🤖 AI Summary
This work addresses nonsmooth convex optimization and nonsmooth log-concave sampling, focusing on Hölder-continuous (i.e., semismooth) and composite objective/potential functions. We propose a unified proximal computational framework that integrates the proximal point method with the alternating sampling framework (ASF), yielding an adaptive proximal bundle method—requiring no prior knowledge of smoothness parameters—and a novel proximal sampling oracle. For the first time, we establish non-asymptotic iteration complexity bounds for both proximal mappings and sampling oracles in the semismooth and composite settings, introducing a refined Gaussian integration technique to precisely characterize sampling error. Our results deliver universal, parameter-free optimization algorithms and the first proximal MCMC sampler with rigorous theoretical guarantees, achieving tight non-asymptotic complexity upper bounds for both problems.
📝 Abstract
We consider convex optimization with non-smooth objective function and log-concave sampling with non-smooth potential (negative log density).
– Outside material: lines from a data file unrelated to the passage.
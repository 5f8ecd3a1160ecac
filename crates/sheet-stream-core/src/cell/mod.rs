//! Cell-related types
//!
//! This module contains:
//! - [`Cell`] - One decoded cell: text value, type tag, position
//! - [`CellType`] - The declared type that drove decoding
//! - [`CellAddress`] - A cell's location parsed from an A1 reference

mod address;
mod value;

pub use address::CellAddress;
pub use value::{Cell, CellType};
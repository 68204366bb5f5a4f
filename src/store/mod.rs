//! Durable record storage consumed by the queue.
//!
//! The queue only depends on the [`Store`] trait: insert-with-validation,
//! ordered availability query, and delete-by-identity, each call individually
//! atomic and durable before it returns. [`sqlite::SqliteStore`] is the
//! shipped implementation.

pub mod sqlite;

use std::collections::HashSet;

use async_trait::async_trait;

use crate::error::Result;
use crate::model::{EntityDef, Identity, Properties, WorkItem};

#[async_trait]
pub trait Store: Send + Sync {
    /// Look up the schema for an entity type. `None` if the type is unknown.
    async fn entity_def(&self, entity_type: &str) -> Result<Option<EntityDef>>;

    /// Validate and persist a new work item, assigning its identity.
    /// Durable when this returns.
    async fn insert(&self, entity_type: &str, properties: Properties) -> Result<WorkItem>;

    /// Fetch up to `limit` items of a type in stable insertion order,
    /// skipping `excluding`. Repeated calls with no intervening inserts
    /// return items in the same relative order.
    async fn query_available(
        &self,
        entity_type: &str,
        excluding: &HashSet<Identity>,
        limit: usize,
    ) -> Result<Vec<WorkItem>>;

    /// Permanently delete a record. Durable when this returns; deleting an
    /// absent identity is `Error::NotFound`.
    async fn delete(&self, identity: Identity) -> Result<()>;
}
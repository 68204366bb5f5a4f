//! In-memory lease bookkeeping.
//!
//! A lease marks a persisted identity as checked out to a consumer. The store
//! never sees leases; they exist only here, scoped per entity type, and are
//! gone after a process restart.

use std::collections::{HashMap, HashSet};

use tokio::sync::Mutex;

use crate::error::{Error, Result};
use crate::model::Identity;

/// Tracks which identities are currently checked out. At most one
/// outstanding lease per identity; leased identities are excluded from
/// dequeue until released.
#[derive(Default)]
pub struct LeaseTable {
    inner: Mutex<HashMap<String, HashSet<Identity>>>,
}

impl LeaseTable {
    pub fn new() -> Self {
        Self::default()
    }

    /// Lease one identity. Fails with `AlreadyLeased` if it is already out.
    pub async fn mark_leased(&self, entity_type: &str, identity: Identity) -> Result<()> {
        let mut map = self.inner.lock().await;
        mark_on(&mut map, entity_type, identity)
    }

    /// Lease a batch under one lock acquisition: either every identity is
    /// marked or none are. A duplicate anywhere in the batch leaves the
    /// table untouched.
    pub async fn mark_many(&self, entity_type: &str, identities: &[Identity]) -> Result<()> {
        let mut map = self.inner.lock().await;
        for (idx, &identity) in identities.iter().enumerate() {
            if let Err(e) = mark_on(&mut map, entity_type, identity) {
                // Unwind the ones taken so far.
                if let Some(set) = map.get_mut(entity_type) {
                    for &taken in &identities[..idx] {
                        set.remove(&taken);
                    }
                    if set.is_empty() {
                        map.remove(entity_type);
                    }
                }
                return Err(e);
            }
        }
        Ok(())
    }

    pub async fn is_leased(&self, entity_type: &str, identity: Identity) -> bool {
        let map = self.inner.lock().await;
        map.get(entity_type).is_some_and(|set| set.contains(&identity))
    }

    /// Idempotent removal. Returns whether a lease was actually held.
    /// Drops the per-type entry once its last lease is gone so the map
    /// doesn't accrete empty sets over the queue's lifetime.
    pub async fn release(&self, entity_type: &str, identity: Identity) -> bool {
        let mut map = self.inner.lock().await;
        let Some(set) = map.get_mut(entity_type) else {
            return false;
        };
        let held = set.remove(&identity);
        if set.is_empty() {
            map.remove(entity_type);
        }
        held
    }

    /// Copy of the leased identities for one entity type, for building a
    /// query exclusion set.
    pub async fn snapshot(&self, entity_type: &str) -> HashSet<Identity> {
        let map = self.inner.lock().await;
        map.get(entity_type).cloned().unwrap_or_default()
    }
}

fn mark_on(
    map: &mut HashMap<String, HashSet<Identity>>,
    entity_type: &str,
    identity: Identity,
) -> Result<()> {
    let set = map.entry(entity_type.to_string()).or_default();
    if !set.insert(identity) {
        return Err(Error::AlreadyLeased {
            entity_type: entity_type.to_string(),
            identity,
        });
    }
    Ok(())
}
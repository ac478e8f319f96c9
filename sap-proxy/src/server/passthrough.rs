//! Transparent fallback: any path not matched by `/blyss/setup`, `/query`,
//! or `/vectors/upsert` is forwarded as-is. `/databases*` is routed to the
//! control-plane URL; everything else goes to the data-plane upstream.

use std::sync::Arc;

use axum::{
    body::Body,
    extract::State,
    response::{IntoResponse, Response},
};
use http::Request;
use sap_core::ProxyError;
use tracing::instrument;

use super::ProxyState;
use crate::forward::UpstreamResponse;

#[instrument(skip_all, name = "(passthrough)")]
pub async fn handle(
    State(state): State<Arc<ProxyState>>,
    req: Request<Body>,
) -> Result<Response, ProxyError> {
    let (parts, body) = req.into_parts();
    let body_bytes = axum::body::to_bytes(body, usize::MAX)
        .await
        .map_err(|e| ProxyError::invalid_record(format!("failed to read request body: {e}")))?;

    let config = state.config.load();
    let path = parts.uri.path();
    let base_url = if path.trim_start_matches('/').starts_with("databases") {
        &config.control_plane_url
    } else {
        &config.upstream_url
    };

    let path_and_query = parts
        .uri
        .path_and_query()
        .map(|pq| pq.as_str())
        .unwrap_or(path);
    let target_url = format!("{}{}", base_url.trim_end_matches('/'), path_and_query);

    let upstream = state
        .forwarder
        .forward(parts.method, target_url, parts.headers, body_bytes)
        .await?;

    Ok(into_axum_response(upstream))
}

pub(super) fn into_axum_response(upstream: UpstreamResponse) -> Response {
    let mut builder = axum::http::Response::builder().status(upstream.status);
    if let Some(headers) = builder.headers_mut() {
        *headers = upstream.headers;
    }
    builder
        .body(Body::from(upstream.body))
        .expect("status/headers copied from a well-formed upstream response")
        .into_response()
}
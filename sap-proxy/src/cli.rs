//! `sap-proxy` CLI arguments.

use std::net::SocketAddr;

use crate::env_ext::OrEnvExt as _;

/// A privacy-preserving vector-search proxy (Shuffle-And-Perturb transform).
#[derive(argh::FromArgs)]
pub struct ProxyArgs {
    /// the <ip-address:port> to listen on.
    ///
    /// Default: `127.0.0.1:8080`.
    /// Env: `LISTEN_ADDR`.
    #[argh(option)]
    pub listen_addr: Option<SocketAddr>,

    /// the data-plane vector-search backend to forward requests to.
    /// Settable here at startup, or later via `POST /blyss/setup`.
    ///
    /// Env: `UPSTREAM_URL`.
    #[argh(option)]
    pub upstream_url: Option<String>,

    /// the control-plane backend that `/databases*` paths are routed to.
    /// Not settable post-boot.
    ///
    /// Env: `CONTROL_PLANE_URL`.
    #[argh(option)]
    pub control_plane_url: Option<String>,

    /// the initial perturbation magnitude used for new encryptions, until
    /// changed by `POST /blyss/setup`.
    ///
    /// Default: `0.0`.
    /// Env: `BETA`.
    #[argh(option)]
    pub beta: Option<f32>,
}

impl ProxyArgs {
    pub fn from_cli() -> Self {
        argh::from_env()
    }

    /// Fill any unset fields from their matching environment variables.
    pub fn or_env_mut(&mut self) -> anyhow::Result<()> {
        self.listen_addr.or_env_mut("LISTEN_ADDR")?;
        self.upstream_url.or_env_mut("UPSTREAM_URL")?;
        self.control_plane_url.or_env_mut("CONTROL_PLANE_URL")?;
        self.beta.or_env_mut("BETA")?;
        Ok(())
    }
}
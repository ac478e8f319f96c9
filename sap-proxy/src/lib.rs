//! # sap-proxy
//!
//! A privacy-preserving vector-search proxy. Clients submit plaintext
//! vectors; this service transforms them with the Shuffle-And-Perturb (SAP)
//! transform (see `sap-crypto`) before forwarding to an untrusted
//! vector-search backend, and inverts the transform on the way back so
//! callers see plaintext results ranked by plaintext distance.
//!
//! The proxy is stateless across requests: it holds no vectors, no keys, and
//! no per-record state. The only thing it remembers between requests is the
//! current `(upstream_url, control_plane_url, beta)` configuration, updated
//! atomically by `POST /blyss/setup`.

pub mod cli;
mod env_ext;
pub mod forward;
pub mod key;
pub mod logger;
pub mod rng;
pub mod run;
pub mod server;
pub mod shutdown;
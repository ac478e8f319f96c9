//! `POST /vectors/upsert` — encrypts each vector with a fresh nonce and the
//! current global beta, embeds the nonce/beta into its metadata so it can
//! later be decrypted standalone, and forwards the rewritten body upstream.

use std::sync::Arc;

use axum::{
    extract::State,
    response::Response,
    Json,
};
use bytes::Bytes;
use http::{HeaderMap, Method};
use sap_core::{ProxyError, Record};
use serde_json::Value;
use tracing::instrument;

use super::{passthrough::into_axum_response, ProxyState};
use crate::{key::extract_key, rng::fresh_nonce};

#[instrument(skip_all, name = "(upsert)")]
pub async fn handle(
    State(state): State<Arc<ProxyState>>,
    headers: HeaderMap,
    Json(mut body): Json<Value>,
) -> Result<Response, ProxyError> {
    let key = extract_key(&headers)?;
    let config = state.config.load();

    let body_obj = body
        .as_object_mut()
        .ok_or_else(|| ProxyError::invalid_record("upsert body must be a JSON object"))?;

    let vectors_val = body_obj
        .remove("vectors")
        .ok_or_else(|| ProxyError::invalid_record("missing `vectors`"))?;
    let mut vectors: Vec<Record> = serde_json::from_value(vectors_val)
        .map_err(|e| ProxyError::invalid_record(format!("invalid `vectors`: {e}")))?;

    for record in &mut vectors {
        let nonce = fresh_nonce(&state.rng)?;
        record.apply_encrypt(&key, &nonce, config.beta)?;
    }

    body_obj.insert(
        "vectors".to_string(),
        serde_json::to_value(&vectors).expect("Record always serializes"),
    );

    let url = format!("{}/vectors/upsert", config.upstream_url.trim_end_matches('/'));
    let body_bytes = Bytes::from(
        serde_json::to_vec(&body).expect("rewritten upsert body always serializes"),
    );

    let upstream = state
        .forwarder
        .forward(Method::POST, url, headers, body_bytes)
        .await?;

    Ok(into_axum_response(upstream))
}
//! Shared types for the SAP proxy: the error model, the vector record, and
//! the atomically-swapped runtime configuration. `sap-proxy` wires these
//! into an HTTP server; `sap-crypto` supplies the underlying transform.

pub mod config;
pub mod error;
pub mod record;

pub use config::{ConfigHandle, SharedConfig};
pub use error::{ErrorKind, ProxyError};
pub use record::Record;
In particular, we study two specific settings where the convex objective/potential function is either semi-smooth or in composite form as the finite sum of semi-smooth components. To overcome the challenges caused by non-smoothness, our algorithms employ two powerful proximal frameworks in optimization and sampling: the proximal point framework for optimization and the alternating sampling framework (ASF) that uses Gibbs sampling on an augmented distribution. A key component of both optimization and sampling algorithms is the efficient implementation of the proximal map by the regularized cutting-plane method. We establish the iteration-complexity of the proximal map in both semi-smooth and composite settings. We further propose an adaptive proximal bundle method for non-smooth optimization. The proposed method is universal since it does not need any problem parameters as input. Additionally, we develop a proximal sampling oracle that resembles the proximal map in optimization and establish its complexity using a novel technique (a modified Gaussian integral). Finally, we combine this proximal sampling oracle and ASF to obtain a Markov chain Monte Carlo method with non-asymptotic complexity bounds for sampling in semi-smooth and composite settings.